> TASK INPUT:
####
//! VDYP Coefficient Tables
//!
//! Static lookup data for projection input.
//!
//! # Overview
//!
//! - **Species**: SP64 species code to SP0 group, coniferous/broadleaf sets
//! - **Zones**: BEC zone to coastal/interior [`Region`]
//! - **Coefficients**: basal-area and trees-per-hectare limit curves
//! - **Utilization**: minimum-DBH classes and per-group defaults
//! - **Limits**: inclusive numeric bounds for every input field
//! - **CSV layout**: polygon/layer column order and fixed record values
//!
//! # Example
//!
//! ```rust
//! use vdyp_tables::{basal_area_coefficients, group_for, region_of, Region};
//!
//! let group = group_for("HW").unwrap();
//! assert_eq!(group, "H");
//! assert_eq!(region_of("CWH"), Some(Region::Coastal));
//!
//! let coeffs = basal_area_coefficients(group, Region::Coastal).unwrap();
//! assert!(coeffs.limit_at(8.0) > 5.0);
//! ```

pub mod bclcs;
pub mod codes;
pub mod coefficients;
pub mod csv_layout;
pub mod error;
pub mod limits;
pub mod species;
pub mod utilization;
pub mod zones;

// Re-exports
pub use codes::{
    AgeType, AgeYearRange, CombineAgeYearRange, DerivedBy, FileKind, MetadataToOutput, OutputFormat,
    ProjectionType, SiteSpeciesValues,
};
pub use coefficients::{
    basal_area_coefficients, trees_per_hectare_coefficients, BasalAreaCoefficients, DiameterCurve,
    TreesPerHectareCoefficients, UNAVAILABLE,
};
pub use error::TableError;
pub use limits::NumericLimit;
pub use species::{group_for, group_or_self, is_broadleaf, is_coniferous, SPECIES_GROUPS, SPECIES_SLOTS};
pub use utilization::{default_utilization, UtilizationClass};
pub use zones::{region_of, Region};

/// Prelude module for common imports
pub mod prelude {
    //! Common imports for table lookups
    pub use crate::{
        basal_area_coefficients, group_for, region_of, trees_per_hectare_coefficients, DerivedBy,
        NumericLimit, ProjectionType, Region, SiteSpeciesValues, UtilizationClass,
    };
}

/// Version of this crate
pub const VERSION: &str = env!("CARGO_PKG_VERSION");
####
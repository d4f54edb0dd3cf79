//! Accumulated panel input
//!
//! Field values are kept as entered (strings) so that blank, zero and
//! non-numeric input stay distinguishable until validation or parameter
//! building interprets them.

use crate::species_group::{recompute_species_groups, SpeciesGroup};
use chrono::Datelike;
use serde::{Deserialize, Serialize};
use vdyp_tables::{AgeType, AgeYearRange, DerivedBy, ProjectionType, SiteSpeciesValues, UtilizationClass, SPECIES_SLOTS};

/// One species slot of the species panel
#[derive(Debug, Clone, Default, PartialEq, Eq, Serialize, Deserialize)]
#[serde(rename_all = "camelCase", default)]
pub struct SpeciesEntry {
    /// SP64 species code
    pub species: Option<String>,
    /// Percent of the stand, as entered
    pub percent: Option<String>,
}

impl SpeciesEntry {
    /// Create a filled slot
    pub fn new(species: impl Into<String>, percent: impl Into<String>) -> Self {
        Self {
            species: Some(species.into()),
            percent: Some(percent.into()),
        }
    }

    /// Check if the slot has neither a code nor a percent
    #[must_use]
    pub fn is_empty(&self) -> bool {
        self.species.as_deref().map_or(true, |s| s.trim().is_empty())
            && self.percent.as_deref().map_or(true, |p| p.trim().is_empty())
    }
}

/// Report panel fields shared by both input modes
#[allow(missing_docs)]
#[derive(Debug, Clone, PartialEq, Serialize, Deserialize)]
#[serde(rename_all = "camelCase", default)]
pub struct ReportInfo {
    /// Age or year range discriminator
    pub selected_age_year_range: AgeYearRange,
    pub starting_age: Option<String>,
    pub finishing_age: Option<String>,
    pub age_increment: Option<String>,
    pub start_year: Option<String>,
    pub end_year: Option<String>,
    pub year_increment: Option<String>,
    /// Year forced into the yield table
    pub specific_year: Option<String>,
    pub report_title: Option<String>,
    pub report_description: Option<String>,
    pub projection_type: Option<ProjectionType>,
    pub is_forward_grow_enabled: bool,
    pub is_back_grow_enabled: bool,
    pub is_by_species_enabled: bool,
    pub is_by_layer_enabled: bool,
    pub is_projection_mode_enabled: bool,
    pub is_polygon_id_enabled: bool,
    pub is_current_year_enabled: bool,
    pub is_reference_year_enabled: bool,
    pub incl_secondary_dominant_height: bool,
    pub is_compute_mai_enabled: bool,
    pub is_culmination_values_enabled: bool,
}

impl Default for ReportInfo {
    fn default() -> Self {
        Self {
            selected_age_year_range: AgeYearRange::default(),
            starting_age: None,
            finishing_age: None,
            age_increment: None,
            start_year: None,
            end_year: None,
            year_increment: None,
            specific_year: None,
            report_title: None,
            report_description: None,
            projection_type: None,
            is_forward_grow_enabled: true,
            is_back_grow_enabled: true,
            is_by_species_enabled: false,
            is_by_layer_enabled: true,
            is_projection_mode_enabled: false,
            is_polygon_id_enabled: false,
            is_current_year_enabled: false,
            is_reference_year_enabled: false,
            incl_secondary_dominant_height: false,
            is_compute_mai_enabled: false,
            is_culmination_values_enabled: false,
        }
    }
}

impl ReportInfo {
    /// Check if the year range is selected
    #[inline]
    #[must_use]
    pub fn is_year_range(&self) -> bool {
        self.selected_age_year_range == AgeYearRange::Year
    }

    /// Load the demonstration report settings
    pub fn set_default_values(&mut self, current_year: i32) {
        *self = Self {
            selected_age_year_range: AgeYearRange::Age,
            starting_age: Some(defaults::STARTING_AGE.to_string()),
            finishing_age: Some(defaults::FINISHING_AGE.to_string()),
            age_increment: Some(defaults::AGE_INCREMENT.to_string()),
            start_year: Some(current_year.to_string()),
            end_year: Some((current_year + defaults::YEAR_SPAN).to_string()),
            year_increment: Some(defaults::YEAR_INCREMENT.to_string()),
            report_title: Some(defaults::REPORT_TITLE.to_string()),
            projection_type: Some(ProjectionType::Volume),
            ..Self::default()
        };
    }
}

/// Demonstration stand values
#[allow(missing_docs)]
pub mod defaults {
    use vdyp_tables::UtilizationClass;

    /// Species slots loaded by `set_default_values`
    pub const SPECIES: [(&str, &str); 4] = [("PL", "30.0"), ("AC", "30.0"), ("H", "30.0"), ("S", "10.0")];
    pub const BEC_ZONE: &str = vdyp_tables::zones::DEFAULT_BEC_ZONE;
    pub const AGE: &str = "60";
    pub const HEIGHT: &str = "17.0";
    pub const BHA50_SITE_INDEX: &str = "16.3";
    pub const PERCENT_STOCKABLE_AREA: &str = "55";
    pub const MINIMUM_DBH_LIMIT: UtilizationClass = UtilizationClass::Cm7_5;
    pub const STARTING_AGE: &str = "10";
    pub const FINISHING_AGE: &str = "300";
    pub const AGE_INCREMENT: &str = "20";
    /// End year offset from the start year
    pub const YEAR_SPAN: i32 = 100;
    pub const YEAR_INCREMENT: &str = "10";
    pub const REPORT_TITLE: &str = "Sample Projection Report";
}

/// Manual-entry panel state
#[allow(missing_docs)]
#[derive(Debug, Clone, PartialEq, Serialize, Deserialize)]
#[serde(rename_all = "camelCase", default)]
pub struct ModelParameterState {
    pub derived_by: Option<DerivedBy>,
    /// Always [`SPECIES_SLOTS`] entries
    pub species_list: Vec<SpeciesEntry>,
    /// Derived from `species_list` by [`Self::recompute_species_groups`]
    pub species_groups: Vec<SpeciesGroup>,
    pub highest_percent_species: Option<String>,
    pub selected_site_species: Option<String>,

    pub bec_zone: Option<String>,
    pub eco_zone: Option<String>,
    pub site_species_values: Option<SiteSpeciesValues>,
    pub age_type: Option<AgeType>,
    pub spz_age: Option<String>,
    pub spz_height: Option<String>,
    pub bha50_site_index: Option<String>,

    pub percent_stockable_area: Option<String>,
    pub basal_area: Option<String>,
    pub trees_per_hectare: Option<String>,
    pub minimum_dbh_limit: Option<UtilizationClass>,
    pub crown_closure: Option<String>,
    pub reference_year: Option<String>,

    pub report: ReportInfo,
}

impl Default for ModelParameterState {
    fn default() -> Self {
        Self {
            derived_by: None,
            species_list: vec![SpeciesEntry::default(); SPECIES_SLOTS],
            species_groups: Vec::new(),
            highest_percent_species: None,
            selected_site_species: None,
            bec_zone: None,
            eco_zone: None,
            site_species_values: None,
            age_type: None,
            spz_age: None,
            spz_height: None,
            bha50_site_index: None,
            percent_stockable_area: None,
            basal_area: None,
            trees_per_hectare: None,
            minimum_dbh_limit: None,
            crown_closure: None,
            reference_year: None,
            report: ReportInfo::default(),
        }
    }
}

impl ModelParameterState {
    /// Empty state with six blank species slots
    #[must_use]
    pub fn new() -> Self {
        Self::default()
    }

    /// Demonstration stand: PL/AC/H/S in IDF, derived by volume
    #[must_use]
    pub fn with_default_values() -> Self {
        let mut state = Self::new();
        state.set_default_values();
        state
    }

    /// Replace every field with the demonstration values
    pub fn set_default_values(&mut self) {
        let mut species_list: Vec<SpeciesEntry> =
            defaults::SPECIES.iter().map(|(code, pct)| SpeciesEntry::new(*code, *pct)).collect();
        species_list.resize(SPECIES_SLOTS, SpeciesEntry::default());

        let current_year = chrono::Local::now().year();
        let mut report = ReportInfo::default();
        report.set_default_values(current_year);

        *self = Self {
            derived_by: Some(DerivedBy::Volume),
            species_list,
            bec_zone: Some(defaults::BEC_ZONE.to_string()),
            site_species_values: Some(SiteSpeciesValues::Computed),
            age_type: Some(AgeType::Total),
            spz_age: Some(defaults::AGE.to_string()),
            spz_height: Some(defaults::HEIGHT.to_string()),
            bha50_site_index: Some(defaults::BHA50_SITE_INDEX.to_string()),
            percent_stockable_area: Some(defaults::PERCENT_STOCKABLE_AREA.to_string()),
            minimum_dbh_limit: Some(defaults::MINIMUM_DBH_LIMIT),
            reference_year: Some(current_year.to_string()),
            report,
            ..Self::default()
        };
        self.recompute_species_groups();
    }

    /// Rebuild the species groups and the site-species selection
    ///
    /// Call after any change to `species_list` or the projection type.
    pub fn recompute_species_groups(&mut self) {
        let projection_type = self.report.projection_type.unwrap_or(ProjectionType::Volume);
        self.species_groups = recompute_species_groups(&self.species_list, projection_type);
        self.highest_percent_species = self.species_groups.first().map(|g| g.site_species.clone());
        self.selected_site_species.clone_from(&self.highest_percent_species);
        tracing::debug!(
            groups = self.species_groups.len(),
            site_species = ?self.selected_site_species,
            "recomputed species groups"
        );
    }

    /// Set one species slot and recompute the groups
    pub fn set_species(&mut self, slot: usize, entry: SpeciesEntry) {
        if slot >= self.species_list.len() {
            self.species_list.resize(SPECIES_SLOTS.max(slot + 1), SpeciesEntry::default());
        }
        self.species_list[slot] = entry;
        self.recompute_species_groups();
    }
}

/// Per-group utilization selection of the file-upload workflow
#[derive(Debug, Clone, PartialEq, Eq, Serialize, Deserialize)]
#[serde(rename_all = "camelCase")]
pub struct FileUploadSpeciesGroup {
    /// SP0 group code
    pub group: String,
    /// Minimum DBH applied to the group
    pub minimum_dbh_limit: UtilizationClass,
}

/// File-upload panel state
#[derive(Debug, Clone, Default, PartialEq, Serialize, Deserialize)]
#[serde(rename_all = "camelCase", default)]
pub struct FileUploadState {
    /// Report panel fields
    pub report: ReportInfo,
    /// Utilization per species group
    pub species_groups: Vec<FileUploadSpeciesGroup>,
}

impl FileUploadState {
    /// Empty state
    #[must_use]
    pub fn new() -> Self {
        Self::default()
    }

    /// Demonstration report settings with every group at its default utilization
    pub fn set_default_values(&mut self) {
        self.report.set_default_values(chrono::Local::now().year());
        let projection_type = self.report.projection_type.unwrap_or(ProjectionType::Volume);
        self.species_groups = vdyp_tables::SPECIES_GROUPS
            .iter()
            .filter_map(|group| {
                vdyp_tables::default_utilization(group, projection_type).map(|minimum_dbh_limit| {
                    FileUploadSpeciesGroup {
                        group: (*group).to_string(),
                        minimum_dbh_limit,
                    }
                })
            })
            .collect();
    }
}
####
> YOUR GOAL: Transcribe the records above from the line holding "of this crate" down to the line holding "pub const VERSION: &str", inclusive, without adding anything.

> RESPONSE:
/// Version of this crate
pub const VERSION: &str = env!("CARGO_PKG_VERSION");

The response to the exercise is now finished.